### [PROBLEM]
List every line in this data where the string "Serialize" occurs.

### [WORKING DATA]
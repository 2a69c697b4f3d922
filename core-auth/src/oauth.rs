//! OAuth 2.0 refresh-token grant (RFC 6749 §6)
//!
//! Exchanges a long-lived refresh token issued to an installed-app client for
//! short-lived access tokens. The token endpoint is called with a
//! form-encoded POST; 4xx responses fail immediately and 5xx responses are
//! retried with exponential backoff.
//!
//! # Example
//!
//! ```no_run
//! use core_auth::oauth::{OAuthConfig, RefreshTokenFlow};
//! use std::sync::Arc;
//!
//! # async fn example() -> core_auth::Result<()> {
//! # use bridge_traits::http::HttpClient;
//! # let http_client: Arc<dyn HttpClient> = todo!();
//! let config = OAuthConfig::google("client-id", "client-secret");
//! let flow = RefreshTokenFlow::new(config, "1//0g-refresh", http_client);
//! let tokens = flow.refresh_access_token().await?;
//! # Ok(())
//! # }
//! ```

use crate::error::{AuthError, Result};
use crate::provider::TokenSource;
use crate::types::{OAuthTokens, TokenResponse, GOOGLE_TOKEN_URL};
use async_trait::async_trait;
use bridge_traits::http::{HttpClient, HttpMethod, HttpRequest};
use core_runtime::logging::redact_if_sensitive;
use serde::Serialize;
use std::fmt;
use std::sync::Arc;
use std::time::Duration;
use tracing::{instrument, warn};

const MAX_TOKEN_ATTEMPTS: u32 = 3;

/// Client registration used for the refresh grant.
#[derive(Clone)]
pub struct OAuthConfig {
    pub client_id: String,
    pub client_secret: Option<String>,
    pub token_url: String,
}

impl OAuthConfig {
    /// Configuration for Google's token endpoint.
    pub fn google(client_id: impl Into<String>, client_secret: impl Into<String>) -> Self {
        Self {
            client_id: client_id.into(),
            client_secret: Some(client_secret.into()),
            token_url: GOOGLE_TOKEN_URL.to_string(),
        }
    }
}

impl fmt::Debug for OAuthConfig {
    fn fmt(&self, f: &mut fmt::Formatter<'_>) -> fmt::Result {
        f.debug_struct("OAuthConfig")
            .field("client_id", &self.client_id)
            .field("client_secret", &self.client_secret.as_ref().map(|_| "[REDACTED]"))
            .field("token_url", &self.token_url)
            .finish()
    }
}

#[derive(Serialize)]
struct RefreshGrant<'a> {
    grant_type: &'static str,
    refresh_token: &'a str,
    client_id: &'a str,
    #[serde(skip_serializing_if = "Option::is_none")]
    client_secret: Option<&'a str>,
}

/// Obtains access tokens from a stored refresh token.
pub struct RefreshTokenFlow {
    config: OAuthConfig,
    refresh_token: String,
    http_client: Arc<dyn HttpClient>,
}

impl RefreshTokenFlow {
    pub fn new(
        config: OAuthConfig,
        refresh_token: impl Into<String>,
        http_client: Arc<dyn HttpClient>,
    ) -> Self {
        Self {
            config,
            refresh_token: refresh_token.into(),
            http_client,
        }
    }

    /// Request a fresh access token.
    ///
    /// The returned token set keeps the original refresh token when the
    /// endpoint does not rotate it.
    #[instrument(skip(self), fields(client_id = %self.config.client_id))]
    pub async fn refresh_access_token(&self) -> Result<OAuthTokens> {
        tracing::debug!("Refreshing access token");

        let grant = RefreshGrant {
            grant_type: "refresh_token",
            refresh_token: &self.refresh_token,
            client_id: &self.config.client_id,
            client_secret: self.config.client_secret.as_deref(),
        };

        let token_response =
            request_token(self.http_client.as_ref(), &self.config.token_url, &grant).await?;

        tracing::info!(
            access_token = %redact_if_sensitive("access_token", &token_response.access_token),
            "Successfully refreshed token (expires in {}s)",
            token_response.expires_in
        );

        Ok(OAuthTokens::new(
            token_response.access_token,
            token_response
                .refresh_token
                .or_else(|| Some(self.refresh_token.clone())),
            token_response.expires_in,
        ))
    }
}

#[async_trait]
impl TokenSource for RefreshTokenFlow {
    async fn fetch_token(&self) -> Result<OAuthTokens> {
        self.refresh_access_token().await
    }

    fn kind(&self) -> &'static str {
        "oauth-refresh-token"
    }
}

/// POST a form-encoded grant to a token endpoint.
///
/// Client errors fail immediately. Server errors and rate limiting are
/// retried up to [`MAX_TOKEN_ATTEMPTS`] times with exponential backoff.
pub(crate) async fn request_token<T: Serialize + ?Sized + Sync>(
    http_client: &dyn HttpClient,
    token_url: &str,
    grant: &T,
) -> Result<TokenResponse> {
    let mut attempts = 0;

    loop {
        attempts += 1;

        let request = HttpRequest::new(HttpMethod::Post, token_url)
            .form(grant)
            .map_err(|e| AuthError::Other(format!("Failed to encode token request: {}", e)))?;

        let response = http_client
            .execute(request)
            .await
            .map_err(|e| AuthError::NetworkError(e.to_string()))?;

        if response.is_success() {
            return response
                .json()
                .map_err(|e| AuthError::Other(format!("Failed to parse token response: {}", e)));
        }

        let status = response.status;
        let error_body = response
            .text()
            .unwrap_or_else(|_| "Unable to read error response".to_string());

        if (400..500).contains(&status) && status != 429 {
            warn!(
                status = status,
                error = %error_body,
                "Token request rejected without retry"
            );
            return Err(AuthError::TokenRefreshFailed(format!(
                "Token endpoint returned {}: {}",
                status, error_body
            )));
        }

        if attempts >= MAX_TOKEN_ATTEMPTS {
            return Err(AuthError::TokenRefreshFailed(format!(
                "Token request failed after {} attempts. Last error: {} - {}",
                attempts, status, error_body
            )));
        }

        let delay = Duration::from_millis(100 * 2u64.pow(attempts - 1));
        warn!(
            status = status,
            attempts = attempts,
            delay_ms = delay.as_millis() as u64,
            "Token request failed, retrying"
        );
        tokio::time::sleep(delay).await;
    }
}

### [WRITTEN SOLUTION]
use serde::Serialize;
#[derive(Serialize)]
pub(crate) async fn request_token<T: Serialize + ?Sized + Sync>(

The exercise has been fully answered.